What's so bad about being friends with women?

If being friends with a woman is an insult to you... you may have a problem with women.

6) They don't call out their friends when they behave badly

This is easy to spot. If someone disrespects you in front of a friend and that friend doesn't stand up for you... are do they really have your back?

And while it is not necessary for every friend to call out harassers publicly, in bad times a private phone call or text or email does the trick. It's a lot better than silence.

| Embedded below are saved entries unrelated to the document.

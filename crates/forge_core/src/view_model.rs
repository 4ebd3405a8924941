use crate::watch::SchedulerPhase;

/// Snapshot of the session handed to the shell for rendering, preview
/// synthesis and export. Cheap to compare; the shell only repaints when it
/// differs from the last one it rendered.
#[derive(Debug, Clone, PartialEq, Eq, Default)]
pub struct AppViewModel {
    /// Filenames in store insertion order.
    pub file_names: Vec<String>,
    /// Full `(name, content)` entries in store insertion order.
    pub files: Vec<(String, String)>,
    pub active_file: Option<String>,
    pub active_content: Option<String>,
    pub preview_mode: bool,
    pub scheduler_phase: SchedulerPhase,
    pub dirty: bool,
}

impl AppViewModel {
    pub fn file_count(&self) -> usize {
        self.file_names.len()
    }
}
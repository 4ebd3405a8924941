use std::io::BufRead;
use std::path::Path;
use std::sync::mpsc;
use std::thread;

use forge_core::{AppViewModel, Msg, Notice};
use forge_engine::{language_hint, Highlighter};

use super::ShellEvent;

const EMPTY_PLACEHOLDER: &str = "// Ready to forge...";

/// Paints the file tree, status line and active-file display.
pub fn render(view: &AppViewModel, highlighter: &dyn Highlighter) {
    println!();
    if view.preview_mode {
        println!("[preview running - `pause` to return to the file browser]");
    }
    println!("-- {} files --", view.file_count());
    for name in &view.file_names {
        let marker = if view.active_file.as_deref() == Some(name.as_str()) {
            "*"
        } else {
            " "
        };
        println!(" {marker} {name}");
    }
    match (&view.active_file, &view.active_content) {
        (Some(name), Some(content)) => {
            let hint = language_hint(name);
            let rendered = highlighter
                .highlight(hint, content)
                .unwrap_or_else(|| content.clone());
            println!("--- {name} ({hint}) ---");
            println!("{rendered}");
        }
        _ => println!("{EMPTY_PLACEHOLDER}"),
    }
}

pub fn show_notice(notice: Notice) {
    match notice {
        Notice::MissingEntryPoint => {
            println!("Cannot run: index.html is missing! (Tip: ask the assistant to generate it)");
        }
        Notice::EmptyProject => println!("No files to download!"),
    }
}

pub fn preview_loaded(path: &Path) {
    println!("Preview ready: {}", path.display());
}

pub fn preview_cleared() {
    println!("Preview stopped.");
}

pub fn export_saved(path: &Path) {
    println!("Project saved: {}", path.display());
}

pub fn export_failed(reason: &str) {
    println!("Download failed: {reason}");
}

/// Reads user commands from stdin: the four panel actions plus quit.
pub fn spawn_input_reader(tx: mpsc::Sender<ShellEvent>) {
    thread::spawn(move || {
        let stdin = std::io::stdin();
        for line in stdin.lock().lines() {
            let line = match line {
                Ok(line) => line,
                Err(_) => break,
            };
            let event = match parse_command(line.trim()) {
                Some(event) => event,
                None => {
                    println!("commands: play | pause | clear | download | select <file> | quit");
                    continue;
                }
            };
            let quitting = event == ShellEvent::Quit;
            if tx.send(event).is_err() || quitting {
                break;
            }
        }
        let _ = tx.send(ShellEvent::Quit);
    });
}

fn parse_command(line: &str) -> Option<ShellEvent> {
    if let Some(name) = line.strip_prefix("select ") {
        return Some(ShellEvent::Core(Msg::FileSelected {
            name: name.trim().to_string(),
        }));
    }
    match line {
        "play" | "pause" => Some(ShellEvent::Core(Msg::PlayPauseClicked)),
        "clear" => Some(ShellEvent::Core(Msg::ClearClicked)),
        "download" => Some(ShellEvent::Core(Msg::DownloadClicked)),
        "quit" | "exit" => Some(ShellEvent::Quit),
        "" => Some(ShellEvent::Core(Msg::NoOp)),
        _ => None,
    }
}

7) They have trouble acknowledging how toxic masculinity hurts them too

When women talk about the toxic traits that come with hyper masculinity, it is met with backlash under the assumption that this is hatred towards men.

However, standing against toxic masculinity is NOT the same thing as criticising men. Instead it is a criticism of patriarchal society and the expectations of men that come with it.

Related: 9 important questions we want to ask Pakistanis who hate women's rights movements

Growing up with a problematic cookie cutter model for the perfect man has clearly had a negative impact on the male human species. Vulnerable emotions are termed as 'weak' and suppressed and the result is damaging to both men and women. For men to ignore it is as toxic as the traits attributed to it.

If someone in your life refuses to accept that toxic masculinity is a thing, they'll probably have an issue recognising how it affects women.